Task details
Whenever a line in the entries below contains "snapshot", copy that line.

=== Section Start ===

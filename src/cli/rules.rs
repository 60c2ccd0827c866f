use crate::model::{RequestData, Rule};
use crate::storage::seed;
use crate::waf::engine::RuleEngine;
use anyhow::Result;
use clap::{Args, Subcommand};
use std::path::PathBuf;

#[derive(Args)]
pub struct RulesArgs {
    #[command(subcommand)]
    pub command: RulesCommand,
}

#[derive(Subcommand)]
pub enum RulesCommand {
    /// List the rules that would be loaded
    List {
        /// Seed file to read; omit for the built-in ruleset
        #[arg(short, long)]
        seed: Option<PathBuf>,
    },

    /// Evaluate the rules against a synthetic request
    Test {
        /// Request path, including the query string
        #[arg(short, long, default_value = "/")]
        path: String,

        /// Request body
        #[arg(short, long)]
        body: Option<String>,

        /// Bind the request to a domain id for scoped-rule precedence
        #[arg(short, long)]
        domain: Option<u64>,

        /// Seed file to read; omit for the built-in ruleset
        #[arg(short, long)]
        seed: Option<PathBuf>,
    },
}

fn load_rules(seed_path: Option<&PathBuf>) -> Result<Vec<Rule>> {
    match seed_path {
        Some(path) => Ok(seed::parse_seed_file(path)?.rules),
        None => Ok(crate::waf::rules::default_rules()),
    }
}

pub async fn run(args: RulesArgs) -> Result<()> {
    match args.command {
        RulesCommand::List { seed } => {
            let rules = load_rules(seed.as_ref())?;
            println!("{:<4} {:<22} {:<18} {:<8} SCOPE", "ID", "NAME", "ATTACK", "ACTION");
            for rule in &rules {
                println!(
                    "{:<4} {:<22} {:<18} {:<8} {}",
                    rule.id,
                    rule.name,
                    rule.attack_type,
                    format!("{:?}", rule.action).to_lowercase(),
                    rule.domain_id
                        .map(|id| format!("domain {id}"))
                        .unwrap_or_else(|| "global".to_string()),
                );
            }
            println!();
            println!("{} rule(s)", rules.len());
            Ok(())
        }

        RulesCommand::Test {
            path,
            body,
            domain,
            seed,
        } => {
            let rules = load_rules(seed.as_ref())?;

            let query_params = path
                .split_once('?')
                .map(|(_, query)| {
                    query
                        .split('&')
                        .filter_map(|pair| pair.split_once('='))
                        .map(|(k, v)| (k.to_string(), v.to_string()))
                        .collect()
                })
                .unwrap_or_default();

            let body = body.unwrap_or_default();
            let request = RequestData {
                ip_address: "127.0.0.1".to_string(),
                method: "GET".to_string(),
                path: path.clone(),
                headers: Default::default(),
                body: body.clone(),
                payload: serde_json::from_str(&body).ok(),
                query_params,
                cookies: Default::default(),
            };

            let engine = RuleEngine::new();
            match engine.evaluate(&request, &rules, domain) {
                Some(matched) => {
                    println!("[!] Rule matched: {} ({})", matched.rule_name, matched.rule_id);
                    println!("    Attack type: {}", matched.attack_type);
                    println!("    Location: {}", matched.matched_location);
                    println!("    Matched value: {}", matched.matched_value);
                    println!("    Action: {:?}", matched.action);
                }
                None => {
                    println!("[OK] No rule matched");
                }
            }
            Ok(())
        }
    }
}
//! Teardown collaborators.
//!
//! Each seam wraps a service the engine calls during teardown. Failures in
//! these collaborators must not wedge a pipeline: the reconciler bounds its
//! attempts and proceeds.

use crate::core::Pipeline;
use async_trait::async_trait;
use tracing::debug;

/// Reclaims the resources of a pipeline's namespace.
#[async_trait]
pub trait ResourceGc: Send + Sync {
    /// Blocks until the namespace is scheduled for reclamation.
    async fn wait_gc(&self, namespace: &str, pipeline_id: u64, ttl_secs: u64);
}

/// Compensates cron schedules after a pipeline finishes.
#[async_trait]
pub trait CronCompensator: Send + Sync {
    /// Notifies the compensator that the pipeline reached a terminal status.
    async fn pipeline_cron_compensate(&self, pipeline_id: u64);
}

/// Reconciler-scoped caches keyed by pipeline.
pub trait ContextCache: Send + Sync {
    /// Drops every cache entry belonging to the pipeline.
    fn clear_reconciler_pipeline_context_caches(&self, pipeline_id: u64);
}

/// The after-exec extension hook.
#[async_trait]
pub trait PostExecHook: Send + Sync {
    /// Runs extension logic after the pipeline reaches a terminal status.
    ///
    /// Errors are reported to the caller, which logs and proceeds; a hook
    /// must not assume it blocks teardown.
    async fn handle(&self, pipeline: &Pipeline) -> Result<(), String>;
}

/// No-op implementations, used when a collaborator is not wired.
#[derive(Debug, Clone, Copy, Default)]
pub struct NoOpCollaborator;

#[async_trait]
impl ResourceGc for NoOpCollaborator {
    async fn wait_gc(&self, namespace: &str, pipeline_id: u64, ttl_secs: u64) {
        debug!(namespace, pipeline_id, ttl_secs, "resource gc skipped");
    }
}

#[async_trait]
impl CronCompensator for NoOpCollaborator {
    async fn pipeline_cron_compensate(&self, pipeline_id: u64) {
        debug!(pipeline_id, "cron compensation skipped");
    }
}

impl ContextCache for NoOpCollaborator {
    fn clear_reconciler_pipeline_context_caches(&self, pipeline_id: u64) {
        debug!(pipeline_id, "context cache clear skipped");
    }
}

#[async_trait]
impl PostExecHook for NoOpCollaborator {
    async fn handle(&self, _pipeline: &Pipeline) -> Result<(), String> {
        Ok(())
    }
}

#[cfg(test)]
mod tests {
    use super::*;

    #[tokio::test]
    async fn test_noop_collaborator_is_inert() {
        let collab = NoOpCollaborator;
        collab.wait_gc("ns", 1, 60).await;
        collab.pipeline_cron_compensate(1).await;
        collab.clear_reconciler_pipeline_context_caches(1);
        assert!(collab.handle(&Pipeline::new(1, "ns", vec![])).await.is_ok());
    }
}
//! Error types for the runflow engine.
//!
//! Three kinds of failure flow through the reconciler: transient store
//! errors (retried via the retry helper), planner/merger errors (surfaced
//! to the loop and re-attempted on the next trigger), and hook/metrics
//! errors (logged and swallowed by their emitters, so they never appear
//! here).

use thiserror::Error;

/// Errors returned by the row store seam.
#[derive(Debug, Clone, Error, PartialEq, Eq)]
pub enum StoreError {
    /// The store could not be reached or the write failed transiently.
    #[error("store unavailable: {0}")]
    Unavailable(String),

    /// No pipeline row exists for the given id.
    #[error("pipeline not found: {0}")]
    PipelineNotFound(u64),

    /// No task row exists for the given pipeline/name pair.
    #[error("task not found: pipeline {pipeline_id}, task '{name}'")]
    TaskNotFound {
        /// The owning pipeline id.
        pipeline_id: u64,
        /// The missing task name.
        name: String,
    },
}

/// The error type surfaced by reconciler operations.
#[derive(Debug, Error)]
pub enum ReconcileError {
    /// A store operation failed.
    #[error("{0}")]
    Store(#[from] StoreError),

    /// The planner or the graph/store merger failed.
    ///
    /// Non-fatal: the lifecycle driver retries at the next trigger.
    #[error("planner error: {0}")]
    Planner(String),

    /// The external shutdown signal fired; reconciliation was abandoned
    /// without clean teardown.
    #[error("reconcile shut down: {0}")]
    Shutdown(String),
}

#[cfg(test)]
mod tests {
    use super::*;

    #[test]
    fn test_store_error_display() {
        let err = StoreError::TaskNotFound {
            pipeline_id: 9,
            name: "deploy".into(),
        };
        assert_eq!(err.to_string(), "task not found: pipeline 9, task 'deploy'");
    }

    #[test]
    fn test_store_error_converts() {
        let err: ReconcileError = StoreError::PipelineNotFound(3).into();
        assert!(matches!(err, ReconcileError::Store(_)));
        assert_eq!(err.to_string(), "pipeline not found: 3");
    }
}
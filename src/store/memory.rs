//! In-memory store: the reference implementation and test substrate.

use super::Store;
use crate::core::{Pipeline, PipelineBase, PipelineExtra, PipelineStatus, Task};
use crate::errors::StoreError;
use async_trait::async_trait;
use parking_lot::{Mutex, RwLock};
use std::collections::HashMap;

/// Store operations that can be failure-scripted in tests.
#[derive(Debug, Clone, Copy, PartialEq, Eq, Hash)]
pub enum StoreOp {
    /// `update_pipeline_status`
    UpdatePipelineStatus,
    /// `update_pipeline_base`
    UpdatePipelineBase,
    /// `update_pipeline_extra`
    UpdatePipelineExtra,
    /// `list_tasks`
    ListTasks,
    /// `upsert_task`
    UpsertTask,
}

/// An in-memory row store.
///
/// Backs the end-to-end tests and serves as the reference for what the
/// engine expects of a real database. `fail_next` scripts transient
/// failures so retry paths are testable.
#[derive(Default)]
pub struct InMemoryStore {
    pipelines: RwLock<HashMap<u64, Pipeline>>,
    tasks: RwLock<HashMap<(u64, String), Task>>,
    status_history: RwLock<HashMap<u64, Vec<PipelineStatus>>>,
    failures: Mutex<HashMap<StoreOp, u32>>,
}

impl InMemoryStore {
    /// Creates an empty store.
    #[must_use]
    pub fn new() -> Self {
        Self::default()
    }

    /// Seeds a pipeline row.
    pub fn insert_pipeline(&self, pipeline: Pipeline) {
        self.status_history
            .write()
            .entry(pipeline.id())
            .or_default()
            .push(pipeline.status());
        self.pipelines.write().insert(pipeline.id(), pipeline);
    }

    /// Returns a snapshot of a pipeline row.
    #[must_use]
    pub fn pipeline(&self, pipeline_id: u64) -> Option<Pipeline> {
        self.pipelines.read().get(&pipeline_id).cloned()
    }

    /// Returns a snapshot of a task row.
    #[must_use]
    pub fn task(&self, pipeline_id: u64, name: &str) -> Option<Task> {
        self.tasks
            .read()
            .get(&(pipeline_id, name.to_string()))
            .cloned()
    }

    /// Returns every status the pipeline row has held, oldest first.
    #[must_use]
    pub fn pipeline_status_history(&self, pipeline_id: u64) -> Vec<PipelineStatus> {
        self.status_history
            .read()
            .get(&pipeline_id)
            .cloned()
            .unwrap_or_default()
    }

    /// Scripts the next `count` calls of `op` to fail transiently.
    pub fn fail_next(&self, op: StoreOp, count: u32) {
        self.failures.lock().insert(op, count);
    }

    fn check_failure(&self, op: StoreOp) -> Result<(), StoreError> {
        let mut failures = self.failures.lock();
        if let Some(remaining) = failures.get_mut(&op) {
            if *remaining > 0 {
                *remaining -= 1;
                return Err(StoreError::Unavailable(format!("scripted failure: {op:?}")));
            }
        }
        Ok(())
    }
}

#[async_trait]
impl Store for InMemoryStore {
    async fn update_pipeline_status(
        &self,
        pipeline_id: u64,
        status: PipelineStatus,
    ) -> Result<(), StoreError> {
        self.check_failure(StoreOp::UpdatePipelineStatus)?;
        let mut pipelines = self.pipelines.write();
        let pipeline = pipelines
            .get_mut(&pipeline_id)
            .ok_or(StoreError::PipelineNotFound(pipeline_id))?;
        if pipeline.base.status != status {
            pipeline.base.status = status;
            self.status_history
                .write()
                .entry(pipeline_id)
                .or_default()
                .push(status);
        }
        Ok(())
    }

    async fn update_pipeline_base(
        &self,
        pipeline_id: u64,
        base: &PipelineBase,
    ) -> Result<(), StoreError> {
        self.check_failure(StoreOp::UpdatePipelineBase)?;
        let mut pipelines = self.pipelines.write();
        let pipeline = pipelines
            .get_mut(&pipeline_id)
            .ok_or(StoreError::PipelineNotFound(pipeline_id))?;
        if pipeline.base.status != base.status {
            self.status_history
                .write()
                .entry(pipeline_id)
                .or_default()
                .push(base.status);
        }
        pipeline.base = base.clone();
        Ok(())
    }

    async fn update_pipeline_extra(
        &self,
        pipeline_id: u64,
        extra: &PipelineExtra,
    ) -> Result<(), StoreError> {
        self.check_failure(StoreOp::UpdatePipelineExtra)?;
        let mut pipelines = self.pipelines.write();
        let pipeline = pipelines
            .get_mut(&pipeline_id)
            .ok_or(StoreError::PipelineNotFound(pipeline_id))?;
        pipeline.extra = extra.clone();
        Ok(())
    }

    async fn list_tasks(&self, pipeline_id: u64) -> Result<Vec<Task>, StoreError> {
        self.check_failure(StoreOp::ListTasks)?;
        let mut tasks: Vec<Task> = self
            .tasks
            .read()
            .values()
            .filter(|t| t.pipeline_id == pipeline_id)
            .cloned()
            .collect();
        tasks.sort_by(|a, b| a.name.cmp(&b.name));
        Ok(tasks)
    }

    async fn upsert_task(&self, task: &Task) -> Result<(), StoreError> {
        self.check_failure(StoreOp::UpsertTask)?;
        self.tasks
            .write()
            .insert((task.pipeline_id, task.name.clone()), task.clone());
        Ok(())
    }
}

=== Section End ===

Task answer
    /// Returns a snapshot of a pipeline row.
    /// Returns a snapshot of a task row.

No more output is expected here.